Effect of Cavitation on the performance of a Centrifugal Pump

A much more serious effect is the mechanical damage that can be caused by excessive vibration in the pump. This vibration is due to the uneven loading of the impeller as the mixture of vapor and liquid passes through it, and to the local shock wave that occurs as each bubble collapses.

The shock waves can physically damage the impeller, causing the removal of material from the surface of the impeller. The amount of material removed varies, depending on the extent of the cavitation and the impeller material. Ferrous-based materials such as ductile iron are more susceptible to cavitation shock waves compared to stainless steels which are not only superior in corrosion resistance but work harden against the hammer like impact of the collapsing bubbles. If the impeller material is more corrosion resistant but softer, ordinary bronze, for example, the damage that cavitation causes is similar to a peening operation, in which a piece of relatively soft bronze is repeatedly struck with a small ball peen hammer.

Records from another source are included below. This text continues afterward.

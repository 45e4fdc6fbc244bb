//! File identifiers and the metadata embedded in remote filenames.
//!
//! A remote filename looks like `M00/00/00/<27 base64 chars><ext>`. The
//! Base64 segment decodes to 18 bytes (trailing padding dropped by decode):
//!
//! ```text
//! +---------+-------------+-----------+--------+
//! | src ip  | create time | file size | crc32  |
//! | 4 bytes |   4 bytes   |  8 bytes  | 4 bytes|
//! +---------+-------------+-----------+--------+
//! ```
//!
//! The size field doubles as a flag word. Appender and trunk files, and
//! slave files with longer names, cannot be described by the embedded data;
//! those must be queried from the storage node.

use crate::base64::Base64;
use crate::codec::{buff2int32, buff2long, field_str, get_ip_address};
use crate::error::ProtocolError;
use crate::{
    APPENDER_FILE_SIZE, FILENAME_BASE64_LENGTH, FILE_EXT_NAME_MAX_LEN, FILE_PATH_LEN,
    IPADDR_SIZE, NORMAL_LOGIC_FILENAME_LENGTH, PKG_LEN_SIZE, TRUNK_FILE_MARK_SIZE,
    TRUNK_LOGIC_FILENAME_LENGTH,
};
use chrono::{DateTime, TimeZone, Utc};
use serde::Serialize;
use std::fmt;
use std::path::Path;
use std::str::FromStr;

/// Separator between group name and remote filename in a file id.
pub const FILE_ID_SEPARATOR: char = '/';

/// Length of a query-file-info response body.
pub const QUERY_FILE_INFO_BODY_LEN: usize = 3 * PKG_LEN_SIZE + IPADDR_SIZE;

/// Minimum master filename length accepted for slave name derivation.
const MIN_MASTER_FILENAME_LEN: usize = 28 + FILE_EXT_NAME_MAX_LEN;

/// A `group/remote_filename` pair.
#[derive(Debug, Clone, PartialEq, Eq, Hash, Serialize)]
pub struct FileId {
    pub group_name: String,
    pub remote_filename: String,
}

impl FileId {
    pub fn new(group_name: impl Into<String>, remote_filename: impl Into<String>) -> Self {
        Self {
            group_name: group_name.into(),
            remote_filename: remote_filename.into(),
        }
    }
}

impl FromStr for FileId {
    type Err = ProtocolError;

    fn from_str(s: &str) -> Result<Self, Self::Err> {
        let (group, filename) = split_file_id(s)?;
        Ok(Self::new(group, filename))
    }
}

impl fmt::Display for FileId {
    fn fmt(&self, f: &mut fmt::Formatter<'_>) -> fmt::Result {
        write!(
            f,
            "{}{}{}",
            self.group_name, FILE_ID_SEPARATOR, self.remote_filename
        )
    }
}

/// Splits a file id at its first `/`.
pub fn split_file_id(file_id: &str) -> Result<(&str, &str), ProtocolError> {
    match file_id.find(FILE_ID_SEPARATOR) {
        Some(pos) if pos > 0 && pos < file_id.len() - 1 => {
            Ok((&file_id[..pos], &file_id[pos + 1..]))
        }
        _ => Err(ProtocolError::InvalidArgument(format!(
            "invalid file id \"{}\"",
            file_id
        ))),
    }
}

/// Derives a slave filename from its master's name.
///
/// `prefix` is inserted immediately before the extension. An empty
/// `ext_name` keeps the master's extension; otherwise it replaces it, with or
/// without a leading dot.
pub fn gen_slave_filename(
    master_filename: &str,
    prefix: &str,
    ext_name: &str,
) -> Result<String, ProtocolError> {
    if master_filename.len() < MIN_MASTER_FILENAME_LEN {
        return Err(ProtocolError::InvalidArgument(format!(
            "master filename \"{}\" is invalid",
            master_filename
        )));
    }

    // Only the tail may hold the extension; the rest is path and Base64.
    let from = master_filename.len() - (FILE_EXT_NAME_MAX_LEN + 1);
    let dot_index = master_filename.as_bytes()[from..]
        .iter()
        .rposition(|&b| b == b'.')
        .map(|pos| from + pos);

    let true_ext = if !ext_name.is_empty() {
        if ext_name.starts_with('.') {
            ext_name.to_string()
        } else {
            format!(".{}", ext_name)
        }
    } else {
        dot_index
            .map(|dot| master_filename[dot..].to_string())
            .unwrap_or_default()
    };

    if true_ext.is_empty() && prefix == "-m" {
        return Err(ProtocolError::InvalidArgument(format!(
            "prefix \"{}\" is invalid",
            prefix
        )));
    }

    let base = match dot_index {
        Some(dot) => &master_filename[..dot],
        None => master_filename,
    };
    Ok(format!("{}{}{}", base, prefix, true_ext))
}

/// Extension of a local file, if short enough to be stored.
///
/// Takes the text after the last `.` of the file name when the dot is not
/// the first character and at most six characters follow it.
pub fn local_ext_name(local_filename: &Path) -> Option<&str> {
    let name = local_filename.file_name()?.to_str()?;
    let pos = name.rfind('.')?;
    if pos > 0 && name.len() - pos <= FILE_EXT_NAME_MAX_LEN + 1 {
        Some(&name[pos + 1..])
    } else {
        None
    }
}

/// Source node, size, creation time and checksum of a stored file.
#[derive(Debug, Clone, PartialEq, Eq, Serialize)]
pub struct FileInfo {
    pub source_ip_addr: String,
    pub file_size: i64,
    pub create_timestamp: DateTime<Utc>,
    pub crc32: u32,
}

impl FileInfo {
    pub fn new(file_size: i64, create_timestamp: i64, crc32: u32, source_ip_addr: String) -> Self {
        Self {
            source_ip_addr,
            file_size,
            create_timestamp: Utc
                .timestamp_opt(create_timestamp, 0)
                .single()
                .unwrap_or_default(),
            crc32,
        }
    }

    /// Parses a query-file-info response body.
    pub fn from_query_response(body: &[u8]) -> Result<Self, ProtocolError> {
        if body.len() != QUERY_FILE_INFO_BODY_LEN {
            return Err(ProtocolError::InvalidResponse(format!(
                "file info body is {} bytes, expected {}",
                body.len(),
                QUERY_FILE_INFO_BODY_LEN
            )));
        }

        let file_size = buff2long(body, 0);
        let create_timestamp = buff2long(body, PKG_LEN_SIZE);
        let crc32 = buff2long(body, 2 * PKG_LEN_SIZE) as u32;
        let source_ip_addr = field_str(&body[3 * PKG_LEN_SIZE..]);

        Ok(Self::new(file_size, create_timestamp, crc32, source_ip_addr))
    }
}

impl fmt::Display for FileInfo {
    fn fmt(&self, f: &mut fmt::Formatter<'_>) -> fmt::Result {
        write!(
            f,
            "source_ip_addr = {}, file_size = {}, create_timestamp = {}, crc32 = {}",
            self.source_ip_addr,
            self.file_size,
            self.create_timestamp.format("%Y-%m-%d %H:%M:%S"),
            self.crc32
        )
    }
}

/// Result of decoding the metadata embedded in a remote filename.
#[derive(Debug, Clone, PartialEq, Eq)]
pub enum EmbeddedFileInfo {
    /// The filename fully describes the file.
    Decoded(FileInfo),
    /// Slave, appender or trunk file; ask the storage node.
    QueryServer,
}

/// Decodes file info from a remote filename without any network I/O.
pub fn decode_file_info(remote_filename: &str) -> Result<EmbeddedFileInfo, ProtocolError> {
    let len = remote_filename.len();
    if len < NORMAL_LOGIC_FILENAME_LENGTH {
        return Err(ProtocolError::InvalidArgument(format!(
            "remote filename \"{}\" is too short",
            remote_filename
        )));
    }

    let segment = remote_filename
        .get(FILE_PATH_LEN..FILE_PATH_LEN + FILENAME_BASE64_LENGTH)
        .ok_or_else(|| {
            ProtocolError::MalformedInput(format!(
                "remote filename \"{}\" has no metadata segment",
                remote_filename
            ))
        })?;
    let buff = Base64::filename().decode_auto(segment)?;
    if buff.len() < 20 {
        return Err(ProtocolError::MalformedInput(format!(
            "metadata segment decodes to {} bytes",
            buff.len()
        )));
    }

    let mut file_size = buff2long(&buff, 8);
    if len > TRUNK_LOGIC_FILENAME_LENGTH
        || (len > NORMAL_LOGIC_FILENAME_LENGTH && (file_size & TRUNK_FILE_MARK_SIZE) == 0)
        || (file_size & APPENDER_FILE_SIZE) != 0
    {
        return Ok(EmbeddedFileInfo::QueryServer);
    }

    // Top bit set: low 32 bits hold the real size.
    if file_size < 0 {
        file_size &= 0xFFFF_FFFF;
    }

    Ok(EmbeddedFileInfo::Decoded(FileInfo::new(
        file_size,
        i64::from(buff2int32(&buff, 4)),
        buff2int32(&buff, 16) as u32,
        get_ip_address(&buff, 0),
    )))
}

/// Builds a remote filename carrying the given embedded metadata.
///
/// Mirrors the storage server's naming so local decoding can be exercised.
pub fn encode_remote_filename(
    store_path: &str,
    ip: [u8; 4],
    create_timestamp: i32,
    file_size: i64,
    crc32: u32,
    suffix: &str,
) -> String {
    let mut buff = Vec::with_capacity(20);
    buff.extend_from_slice(&ip);
    buff.extend_from_slice(&create_timestamp.to_be_bytes());
    buff.extend_from_slice(&file_size.to_be_bytes());
    buff.extend_from_slice(&crc32.to_be_bytes());
    let encoded = Base64::filename().encode(&buff);
    let segment: String = encoded.chars().take(FILENAME_BASE64_LENGTH).collect();
    format!("{}{}{}", store_path, segment, suffix)
}

#[cfg(test)]
mod tests {
    use super::*;

    const MASTER: &str = "M00/00/00/wKgACl5Xv5OAAAAAAAAAAAAAAAA123.jpg";

    fn sample_name(file_size: i64, suffix: &str) -> String {
        encode_remote_filename(
            "M00/00/00/",
            [192, 168, 0, 10],
            1_600_000_000,
            file_size,
            0xDEAD_BEEF,
            suffix,
        )
    }

    #[test]
    fn test_split_file_id() {
        assert_eq!(
            split_file_id("group1/M00/00/00/a.jpg").unwrap(),
            ("group1", "M00/00/00/a.jpg")
        );
        assert!(split_file_id("/M00/a.jpg").is_err());
        assert!(split_file_id("group1/").is_err());
        assert!(split_file_id("group1").is_err());
    }

    #[test]
    fn test_file_id_display_and_parse() {
        let id: FileId = "group1/M00/00/00/a.jpg".parse().unwrap();
        assert_eq!(id.group_name, "group1");
        assert_eq!(id.to_string(), "group1/M00/00/00/a.jpg");
    }

    #[test]
    fn test_gen_slave_keeps_extension() {
        let slave = gen_slave_filename(MASTER, "-big", "").unwrap();
        assert_eq!(slave, "M00/00/00/wKgACl5Xv5OAAAAAAAAAAAAAAAA123-big.jpg");
    }

    #[test]
    fn test_gen_slave_replaces_extension() {
        let slave = gen_slave_filename(MASTER, "_150x150", "png").unwrap();
        assert!(slave.ends_with("123_150x150.png"));
        let slave = gen_slave_filename(MASTER, "_s", ".webp").unwrap();
        assert!(slave.ends_with("123_s.webp"));
    }

    #[test]
    fn test_gen_slave_without_dot() {
        let master = "M00/00/00/wKgACl5Xv5OAAAAAAAAAAAAAAAA123456";
        let slave = gen_slave_filename(master, "-x", "").unwrap();
        assert_eq!(slave, format!("{}-x", master));
    }

    #[test]
    fn test_gen_slave_reserved_prefix() {
        let master = "M00/00/00/wKgACl5Xv5OAAAAAAAAAAAAAAAA123456";
        let result = gen_slave_filename(master, "-m", "");
        assert!(matches!(result, Err(ProtocolError::InvalidArgument(_))));
        assert!(gen_slave_filename(master, "-m", "txt").is_ok());
    }

    #[test]
    fn test_gen_slave_short_master() {
        let result = gen_slave_filename("M00/00/00/short.jpg", "-big", "");
        assert!(matches!(result, Err(ProtocolError::InvalidArgument(_))));
    }

    #[test]
    fn test_local_ext_name() {
        assert_eq!(local_ext_name(Path::new("/tmp/photo.jpeg")), Some("jpeg"));
        assert_eq!(local_ext_name(Path::new("archive.tar.gz")), Some("gz"));
        assert_eq!(local_ext_name(Path::new(".bashrc")), None);
        assert_eq!(local_ext_name(Path::new("notes.markdown")), None);
        assert_eq!(local_ext_name(Path::new("/a.dir/README")), None);
    }

    #[test]
    fn test_decode_file_info() {
        let name = sample_name(4096, ".txt\0\0\0");
        assert_eq!(name.len(), NORMAL_LOGIC_FILENAME_LENGTH);

        match decode_file_info(&name).unwrap() {
            EmbeddedFileInfo::Decoded(info) => {
                assert_eq!(info.source_ip_addr, "192.168.0.10");
                assert_eq!(info.file_size, 4096);
                assert_eq!(info.create_timestamp.timestamp(), 1_600_000_000);
                assert_eq!(info.crc32, 0xDEAD_BEEF);
            }
            other => panic!("unexpected {:?}", other),
        }
    }

    #[test]
    fn test_decode_large_file_masks_size() {
        let size = i64::MIN | 0x1234_5678;
        let name = sample_name(size, ".bin\0\0\0");
        match decode_file_info(&name).unwrap() {
            EmbeddedFileInfo::Decoded(info) => assert_eq!(info.file_size, 0x1234_5678),
            other => panic!("unexpected {:?}", other),
        }
    }

    #[test]
    fn test_decode_appender_needs_query() {
        let name = sample_name(APPENDER_FILE_SIZE | 10, ".log\0\0\0");
        assert_eq!(
            decode_file_info(&name).unwrap(),
            EmbeddedFileInfo::QueryServer
        );
    }

    #[test]
    fn test_decode_slave_needs_query() {
        // Longer than a normal name without the trunk mark.
        let name = sample_name(100, "-big.jpg\0\0\0");
        assert_eq!(
            decode_file_info(&name).unwrap(),
            EmbeddedFileInfo::QueryServer
        );
    }

    #[test]
    fn test_decode_trunk_file() {
        let suffix = format!("{}.jpg\0\0", "T".repeat(crate::TRUNK_FILE_INFO_LEN + 1));
        let name = sample_name(TRUNK_FILE_MARK_SIZE | 2048, &suffix);
        assert_eq!(name.len(), TRUNK_LOGIC_FILENAME_LENGTH);
        match decode_file_info(&name).unwrap() {
            EmbeddedFileInfo::Decoded(info) => {
                assert_eq!(info.file_size, TRUNK_FILE_MARK_SIZE | 2048)
            }
            other => panic!("unexpected {:?}", other),
        }
    }

    #[test]
    fn test_decode_short_filename() {
        let result = decode_file_info("M00/00/00/abc.jpg");
        assert!(matches!(result, Err(ProtocolError::InvalidArgument(_))));
    }

    #[test]
    fn test_from_query_response() {
        let mut body = Vec::new();
        body.extend_from_slice(&10i64.to_be_bytes());
        body.extend_from_slice(&1_600_000_000i64.to_be_bytes());
        body.extend_from_slice(&0xDEAD_BEEFi64.to_be_bytes());
        body.extend_from_slice(b"10.0.0.7\0\0\0\0\0\0\0\0");

        let info = FileInfo::from_query_response(&body).unwrap();
        assert_eq!(info.file_size, 10);
        assert_eq!(info.crc32, 0xDEAD_BEEF);
        assert_eq!(info.source_ip_addr, "10.0.0.7");

        assert!(FileInfo::from_query_response(&body[..39]).is_err());
    }
}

As long as the cavitation persists, this removal of material can continue. Pits can be formed gradually on the impeller vanes and, in the extreme, the removal of material can actually cause a hole to be eaten clear through an impeller vane, as illustrated in the figure below:

Material loss from impeller vane due to cavitation.

This removal of material from the impeller has the obvious effect of upsetting the dynamic balance of the rotating component.

It is very important to remember that excessive vibration from cavitation can occur even without the material loss from the impeller described above. This is true because the vibration from cavitation is caused by the uneven loading of the impeller due to the shock waves produced by the collapsing vapor bubbles.

One of the most common and visible effects of cavitation is the failure of the pump’s seal and/or bearings. What causes the formation of the vapor bubbles in the first place, without which the cavitation would not have a chance to occur? To a layman, the most obvious way to create vapor bubbles that is, to make a liquid boil is by raising the temperature of the liquid. However, this is not what occurs in a cavitating pump because, in the higher flow range where cavitation is likely to occur, the temperature of a liquid as it moves through a centrifugal pump remains very nearly constant.

Another way to make a liquid boil, without increasing its temperature, is if the pressure of the liquid is allowed to decrease. This physical property of liquids is known as vapor pressure.

Every liquid has a characteristic vapor pressure that varies with temperature, as the table below shows for water. Many handbooks carry this data for various liquids.

For any liquid, as temperature goes up, vapor pressure increases. One way to interpret the vapor pressure data for a liquid is that it shows the temperature at which the liquid boils when it is at a certain pressure. For example, from Table 2.3, we see that at 14.7 psia (atmospheric pressure at sea level), water boils at 212°F (100°C).

If the water is subjected to a pressure of 90 psia, the liquid does not boil until it reaches a temperature of 320°F (160°C). This is the principle upon which a pressure cooker is based. With the pressure cooker operating at a pressure above atmospheric pressure, the liquid boils at a much higher temperature than it would in an open pot on the stove, so the food in the pressure cooker cooks faster.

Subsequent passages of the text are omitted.